Celui qui entreprend sa généalogie va vite s'apercevoir qu'il travaille sur des populations extrêmement sédentaires. Dans 75 % des cas, les ancêtres d'un individu né vers 1900 se répartissent seulement sur deux départements : celui de son lieu de naissance et un limitrophe.
Une population homogène
La France n’était pas une terre d'immigration. Même les Francs qui ont donné leur nom au pays n'ont été que 50 000 à 100 000 à s'installer sur un territoire qui, aux dimensions actuelles, comportait déjà 7 à 8 millions d'habitants.
De l'an 700 jusqu'en 1800, le pays n'a reçu que très peu d'apports extérieurs.
La France est de loin le pays le plus peuplé d'Europe sous l'Ancien Régime. À la mort de Louis XIV, elle compte 22 millions d'habitants ; les îles britanniques réunissent au même moment à peine 7 millions d'habitants ; l'Espagne 7 millions aussi ; l'Autriche et ses possessions d'Europe Centrale à peine plus ; la Suède 1,5 million... Le XVIIIe siècle va conforter cette avance en marquant le début d'un extraordinaire essor démographique.
Sous l'Ancien Régime, ce sont plutôt les Français qui migrent à l'extérieur et peuplent de nouvelles terres : le Canada dès le XVIIe, les Antilles et l'Europe Centrale (le Banat, la Hongrie, la Galicie, la Lituanie, la Russie du Sud...) à partir du XVIIIe, etc. Sans oublier les départs dus aux persécutions religieuses : 200 000 à 300 000 protestants auraient ainsi quitté la France entre 1500 et 1800, l'exode connaissant son apogée après la Révocation de l'Édit de Nantes.

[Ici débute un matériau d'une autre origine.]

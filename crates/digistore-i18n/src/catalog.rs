//! Message catalogs as a typed tree.
//!
//! Catalog files may use flat dotted keys (`"cart.title": "..."`), nested
//! objects (`"cart": { "title": "..." }`) or a mix of both. Loading splits
//! every key on `.` and stores it as a nested path, so a catalog has exactly
//! one representation and a dotted key resolves the same way however the
//! file spelled it.

use std::collections::BTreeMap;
use std::path::Path;

use serde::{Deserialize, Serialize};
use serde_json::Value;
use tracing::warn;

use crate::error::I18nError;

/// A catalog entry: either display text or a group of nested entries.
#[derive(Debug, Clone, PartialEq, Serialize, Deserialize)]
#[serde(untagged)]
pub enum MessageNode {
    Text(String),
    Group(BTreeMap<String, MessageNode>),
}

/// Result of walking a dotted key through a catalog.
#[derive(Debug, Clone, Copy, PartialEq, Eq)]
pub enum Lookup<'a> {
    /// The path ends on a message.
    Text(&'a str),
    /// The path ends on a group, not a message.
    Group,
    Missing,
}

/// How to treat malformed entries while loading.
#[derive(Debug, Clone, Copy, PartialEq, Eq, Default)]
pub enum LoadMode {
    /// Fail on the first conflicting or non-string entry.
    Strict,
    /// Log and skip bad entries.
    #[default]
    Lenient,
}

/// Messages for one language.
#[derive(Debug, Clone, Default, PartialEq, Serialize)]
#[serde(transparent)]
pub struct MessageCatalog {
    root: BTreeMap<String, MessageNode>,
}

impl MessageCatalog {
    pub fn new() -> Self {
        Self::default()
    }

    /// Insert a message under a dotted key.
    ///
    /// Fails if a prefix of the key is already a message, or if the key
    /// itself is already a group or a different message.
    pub fn insert(&mut self, key: &str, text: impl Into<String>) -> Result<(), I18nError> {
        let segments: Vec<&str> = key.split('.').collect();
        if segments.iter().any(|s| s.is_empty()) {
            return Err(I18nError::InvalidKey(key.to_string()));
        }
        let Some((last, parents)) = segments.split_last() else {
            return Err(I18nError::InvalidKey(key.to_string()));
        };

        let mut map = &mut self.root;
        for (depth, segment) in parents.iter().enumerate() {
            let node = map
                .entry(segment.to_string())
                .or_insert_with(|| MessageNode::Group(BTreeMap::new()));
            map = match node {
                MessageNode::Group(children) => children,
                MessageNode::Text(_) => {
                    return Err(I18nError::KeyConflict {
                        key: key.to_string(),
                        reason: format!("'{}' is already a message", parents[..=depth].join(".")),
                    })
                }
            };
        }

        let text = text.into();
        match map.get(*last) {
            Some(MessageNode::Group(_)) => Err(I18nError::KeyConflict {
                key: key.to_string(),
                reason: "key is already a group".to_string(),
            }),
            Some(MessageNode::Text(existing)) if *existing != text => Err(I18nError::KeyConflict {
                key: key.to_string(),
                reason: "key is defined twice with different text".to_string(),
            }),
            Some(MessageNode::Text(_)) => Ok(()),
            None => {
                map.insert(last.to_string(), MessageNode::Text(text));
                Ok(())
            }
        }
    }

    /// Walk a dotted key.
    pub fn lookup(&self, key: &str) -> Lookup<'_> {
        let mut segments = key.split('.');
        let Some(first) = segments.next() else {
            return Lookup::Missing;
        };
        let mut node = match self.root.get(first) {
            Some(node) => node,
            None => return Lookup::Missing,
        };
        for segment in segments {
            node = match node {
                MessageNode::Group(children) => match children.get(segment) {
                    Some(child) => child,
                    None => return Lookup::Missing,
                },
                MessageNode::Text(_) => return Lookup::Missing,
            };
        }
        match node {
            MessageNode::Text(text) => Lookup::Text(text),
            MessageNode::Group(_) => Lookup::Group,
        }
    }

    /// Get the message at a dotted key, if the key names a message.
    pub fn get(&self, key: &str) -> Option<&str> {
        match self.lookup(key) {
            Lookup::Text(text) => Some(text),
            _ => None,
        }
    }

    /// Number of messages.
    pub fn len(&self) -> usize {
        fn count(map: &BTreeMap<String, MessageNode>) -> usize {
            map.values()
                .map(|node| match node {
                    MessageNode::Text(_) => 1,
                    MessageNode::Group(children) => count(children),
                })
                .sum()
        }
        count(&self.root)
    }

    pub fn is_empty(&self) -> bool {
        self.len() == 0
    }

    /// Every message key in dotted form, sorted.
    pub fn keys(&self) -> Vec<String> {
        fn collect(map: &BTreeMap<String, MessageNode>, prefix: &str, out: &mut Vec<String>) {
            for (name, node) in map {
                let path = join_key(prefix, name);
                match node {
                    MessageNode::Text(_) => out.push(path),
                    MessageNode::Group(children) => collect(children, &path, out),
                }
            }
        }
        let mut out = Vec::new();
        collect(&self.root, "", &mut out);
        out
    }

    /// Build a catalog from a parsed JSON object.
    pub fn from_value(value: &Value, mode: LoadMode) -> Result<Self, I18nError> {
        let Value::Object(entries) = value else {
            return Err(I18nError::InvalidCatalog {
                path: "<inline>".to_string(),
                reason: "catalog root must be an object".to_string(),
            });
        };

        let mut catalog = Self::new();
        catalog.merge_object(entries, "", mode)?;
        Ok(catalog)
    }

    /// Parse a catalog from JSON text.
    pub fn from_json_str(json: &str, mode: LoadMode) -> Result<Self, I18nError> {
        let value: Value = serde_json::from_str(json).map_err(|e| I18nError::InvalidCatalog {
            path: "<inline>".to_string(),
            reason: e.to_string(),
        })?;
        Self::from_value(&value, mode)
    }

    /// Load a catalog file.
    pub fn load_file(path: impl AsRef<Path>, mode: LoadMode) -> Result<Self, I18nError> {
        let path = path.as_ref();
        let content = std::fs::read_to_string(path).map_err(|source| I18nError::Io {
            path: path.display().to_string(),
            source,
        })?;
        Self::from_json_str(&content, mode).map_err(|e| match e {
            I18nError::InvalidCatalog { reason, .. } => I18nError::InvalidCatalog {
                path: path.display().to_string(),
                reason,
            },
            other => other,
        })
    }

    fn merge_object(
        &mut self,
        entries: &serde_json::Map<String, Value>,
        prefix: &str,
        mode: LoadMode,
    ) -> Result<(), I18nError> {
        for (name, value) in entries {
            let key = join_key(prefix, name);
            let result = match value {
                Value::String(text) => self.insert(&key, text.as_str()),
                Value::Object(children) => self.merge_object(children, &key, mode),
                other => Err(I18nError::InvalidCatalog {
                    path: "<inline>".to_string(),
                    reason: format!("'{}' must be a string or an object, got {}", key, other),
                }),
            };

            if let Err(e) = result {
                match mode {
                    LoadMode::Strict => return Err(e),
                    LoadMode::Lenient => warn!(key = %key, error = %e, "skipping message entry"),
                }
            }
        }
        Ok(())
    }
}

fn join_key(prefix: &str, name: &str) -> String {
    if prefix.is_empty() {
        name.to_string()
    } else {
        format!("{}.{}", prefix, name)
    }
}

Au XIXe siècle, des migrations de grande ampleur s'amorcent en Europe. Entre 1815 et 1914, 2 millions d'immigrants entrent en France (migration souvent transfrontalière et de courte durée, avec la famille restée dans le pays d'origine) et, en sens inverse, 1,6 million de Français quittent le pays. Le véritable virage en matière d'immigration ne date que des années 1960, mais avec des caractéristiques très différentes (migrants venant de pays plus lointains et qui s'implantent avec leur famille).
Une population peu mobile
À l'intérieur même du pays, la population est très sédentaire. Les villageois trouvent pour la plupart leur épouse, leur époux dans leur hameau, dans leur village, dans un rayon d'une dizaine de kilomètres à peine...
Il y a bien sûr des gens qui migrent et qui gagnent les villes, mais ils meurent plus tôt (ils réduisent leur espérance de vie de sept ans en gagnant la ville au XVIIe siècle) et, s'ils survivent, ils ont réduit leurs chances de trouver un conjoint et ont des taux de fécondité plus faibles. Les descendants actuels des paysans d’autrefois sont toujours principalement groupés autour de la région d'origine.
Une étude CNRS-INRA menée par le Pr. Jacques Dupâquier montre ainsi, en étudiant 300 ans de mobilité, que 85 % des descendants d'une famille donnée habitent, en 1989, dans un rayon de... 50 kilomètres seulement autour du village d'origine du XVIIe siècle !
À partir du XIXe siècle cependant, la pression démographique devient telle que, moyens de transport aidant, près de la moitié de chaque génération quitte son village natal pour gagner la ville.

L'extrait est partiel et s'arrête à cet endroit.